Now, returning to my somewhat nuanced response to the question of the general competence of youth to make informed and rational decisions (and thus manage their own welfare) overall, I'd contend that youth, particularly adolescent youth, are more equipped to deal with the turbulence and difficulties of "adult life" to a greater extent than is commonly perceived. I typically refer to the empirical research that has been conducted into the capacities of adolescents to offer informed and rational consent to medical treatment, since this could be reasonably extrapolated into a functioning analysis of their capacities to make similarly informed and rational decisions about their own welfare. For instance, I frequently refer to Weithorn and Campbell's The Competency of Children and Adolescents to Make Informed Treatment Decisions (http://www.jstor.org/pss/1130087):
This study was a test for developmental differences in competency to make informed treatment decisions. 96 subjects, 24 (12 males and 12 females) at each of 4 age levels (9, 14, 18, and 21), were administered a measure developed to assess competency according to 4 legal standards. The measure included 4 hypothetical treatment dilemmas and a structured interview protocol.
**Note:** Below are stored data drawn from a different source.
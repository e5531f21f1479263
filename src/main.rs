//! cinego - Cinema Booking Backend
//!
//! Serves the movie catalog, session search, client registration and
//! ticket booking over HTTP.

use std::net::SocketAddr;

use tracing_subscriber::{layer::SubscriberExt, util::SubscriberInitExt};

use cinego::{api, db, Config, Storage};

/// Initialize tracing/logging
fn init_tracing(config: &Config) {
    let filter = tracing_subscriber::EnvFilter::try_from_default_env()
        .unwrap_or_else(|_| "cinego=debug,tower_http=debug".into());

    let registry = tracing_subscriber::registry().with(filter);
    if config.json_logs() {
        registry.with(tracing_subscriber::fmt::layer().json()).init();
    } else {
        registry.with(tracing_subscriber::fmt::layer()).init();
    }
}

#[tokio::main]
async fn main() -> anyhow::Result<()> {
    // Load environment variables
    dotenvy::dotenv().ok();

    // Load configuration
    let config = Config::from_env()?;

    // Initialize tracing
    init_tracing(&config);

    let addr: SocketAddr = format!("{}:{}", config.host, config.port).parse()?;

    tracing::info!(environment = %config.environment, "Starting cinego server");
    tracing::info!("Connecting to database...");

    let pool = db::connect(&config).await?;
    db::verify_connection(&pool).await?;
    db::apply_schema(&pool).await?;

    // Verify database schema
    if !db::check_schema(&pool).await? {
        tracing::error!("Database schema is not complete.");
        return Err(anyhow::anyhow!("Database schema incomplete"));
    }

    tracing::info!("Database connected successfully");
    tracing::info!("Listening on http://{}", addr);

    let storage = Storage::new(pool.clone(), config.storage_timeout);
    let app = api::build_router(storage);

    let listener = tokio::net::TcpListener::bind(addr).await?;

    axum::serve(listener, app)
        .with_graceful_shutdown(shutdown_signal())
        .await?;

    // Cleanup
    tracing::info!("Server shutting down...");
    pool.close().await;
    tracing::info!("Database connections closed. Goodbye!");

    Ok(())
}

/// Shutdown signal handler for graceful shutdown
async fn shutdown_signal() {
    let ctrl_c = async {
        if let Err(e) = tokio::signal::ctrl_c().await {
            tracing::error!("Failed to install Ctrl+C handler: {}", e);
            std::future::pending::<()>().await;
        }
    };

    #[cfg(unix)]
    let terminate = async {
        match tokio::signal::unix::signal(tokio::signal::unix::SignalKind::terminate()) {
            Ok(mut signal) => {
                signal.recv().await;
            }
            Err(e) => {
                tracing::error!("Failed to install SIGTERM handler: {}", e);
                std::future::pending::<()>().await;
            }
        }
    };

    #[cfg(not(unix))]
    let terminate = std::future::pending::<()>();

    tokio::select! {
        _ = ctrl_c => {
            tracing::info!("Received Ctrl+C, initiating graceful shutdown...");
        },
        _ = terminate => {
            tracing::info!("Received SIGTERM, initiating graceful shutdown...");
        },
    }
}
Overall, 14-year-olds did not differ from adults. 9-year-olds appeared less competent than adults with respect to their ability to reason about and understand the treatment information provided in the dilemmas. However, they did not differ from older subjects in their expression of reasonable preferences regarding treatment. It is concluded that the findings do not support the denial of the right of self-determination to adolescents in health-care situations on the basis of a presumption of incapacity. Further, children as young as 9 appear able to participate meaningfully in personal health-care decision making.
I'd thus agree with their analysis that "[t]he ages of eighteen or twenty-one as the 'cutoffs' below which individuals are presumed to be incompetent to make determinations about their own welfare do not reflect the psychological capacities of most adolescents."
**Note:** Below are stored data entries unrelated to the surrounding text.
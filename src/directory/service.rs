//! Session Directory Service
//!
//! Queries over the `sessions` and `tickets` tables. Nothing here writes.

use uuid::Uuid;

use crate::domain::{DomainError, Session, Ticket};
use crate::storage::{Storage, StorageResult};

/// Directory of scheduled sessions
#[derive(Debug, Clone)]
pub struct SessionDirectory {
    storage: Storage,
}

impl SessionDirectory {
    pub fn new(storage: Storage) -> Self {
        Self { storage }
    }

    /// Find sessions whose movie slug contains `movie_query`.
    ///
    /// Matching is case-insensitive and literal (`%` and `_` match
    /// themselves). An empty query matches every session.
    pub async fn search(&self, movie_query: &str) -> StorageResult<Vec<Session>> {
        let pattern = like_pattern(movie_query);
        self.storage
            .bounded("sessions.search", self.select_matching(&pattern))
            .await
    }

    async fn select_matching(&self, pattern: &str) -> StorageResult<Vec<Session>> {
        let sessions = sqlx::query_as::<_, Session>(
            r#"
            SELECT id, starts_at, movie_slug, room
            FROM sessions
            WHERE movie_slug ILIKE $1 ESCAPE '\'
            ORDER BY starts_at
            "#,
        )
        .bind(pattern)
        .fetch_all(self.storage.pool())
        .await?;

        Ok(sessions)
    }

    /// Get a session by ID
    pub async fn get_by_id(&self, id: Uuid) -> StorageResult<Session> {
        self.storage
            .bounded("sessions.get", self.select_one(id))
            .await
    }

    async fn select_one(&self, id: Uuid) -> StorageResult<Session> {
        let session = sqlx::query_as::<_, Session>(
            "SELECT id, starts_at, movie_slug, room FROM sessions WHERE id = $1",
        )
        .bind(id)
        .fetch_optional(self.storage.pool())
        .await?;

        session.ok_or_else(|| DomainError::not_found("Session", id).into())
    }

    /// List the tickets issued for a session, in no particular order
    pub async fn list_tickets(&self, id: Uuid) -> StorageResult<Vec<Ticket>> {
        self.storage
            .bounded("sessions.tickets", self.select_tickets(id))
            .await
    }

    async fn select_tickets(&self, id: Uuid) -> StorageResult<Vec<Ticket>> {
        let tickets = sqlx::query_as::<_, Ticket>(
            "SELECT id, client_id, session_id FROM tickets WHERE session_id = $1",
        )
        .bind(id)
        .fetch_all(self.storage.pool())
        .await?;

        Ok(tickets)
    }
}

/// Build a substring `LIKE` pattern that treats the query literally
fn like_pattern(query: &str) -> String {
    let mut pattern = String::with_capacity(query.len() + 2);
    pattern.push('%');
    for c in query.trim().chars() {
        if matches!(c, '%' | '_' | '\\') {
            pattern.push('\\');
        }
        pattern.push(c);
    }
    pattern.push('%');
    pattern
}

#[cfg(test)]
mod tests {
    use super::*;

    #[test]
    fn test_like_pattern_wraps_query() {
        assert_eq!(like_pattern("dune"), "%dune%");
        assert_eq!(like_pattern("  dune "), "%dune%");
    }

    #[test]
    fn test_like_pattern_empty_matches_all() {
        assert_eq!(like_pattern(""), "%%");
        assert_eq!(like_pattern("   "), "%%");
    }

    #[test]
    fn test_like_pattern_escapes_metacharacters() {
        assert_eq!(like_pattern("100%"), "%100\\%%");
        assert_eq!(like_pattern("a_b"), "%a\\_b%");
        assert_eq!(like_pattern("back\\slash"), "%back\\\\slash%");
    }
}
Next, I'd note that the deliberate infantilization of youth plays a role in hobbling their intellectual development, and thus, their ability to defend against the very conditions that it's presumed they need to be "protected" from. As John Darling (A.S. Neill on Democratic Authority: A Lesson from Summerhill?, Oxford Review of Education, Vol. 18, No. 1 (1992), pp. 45-57) notes:
[There is a] common-sense perception, endemic in our culture, of children as rather silly and immature, unfit to be given responsibility. Yet such a view is clearly in danger of being self-confirming; for where children are seen as silly and immature, they will not be given responsibility, and where they are not given responsibility, they are likely to remain silly and immature.
The very perception of children and adolescents being incompetent and irresponsible, and unable to exercise those rights that all the combined facets of individual self-determination entail, plays a role in conditioning them to be incompetent and irresponsible to some extent, in alignment with societal predictions and expectations, on which policies that infantilize modern youth are formed. Darling also notes this:
It is not entirely clear why tardy development should be seen as a virtue, but it seems likely that one reason for disliking rapid maturation is that this upsets our low-level expectations of what is possible. Because our society has these low-level expectations, it is entitled to treat children with an enveloping paternalism, which in turn fosters the infirm condition previously assumed.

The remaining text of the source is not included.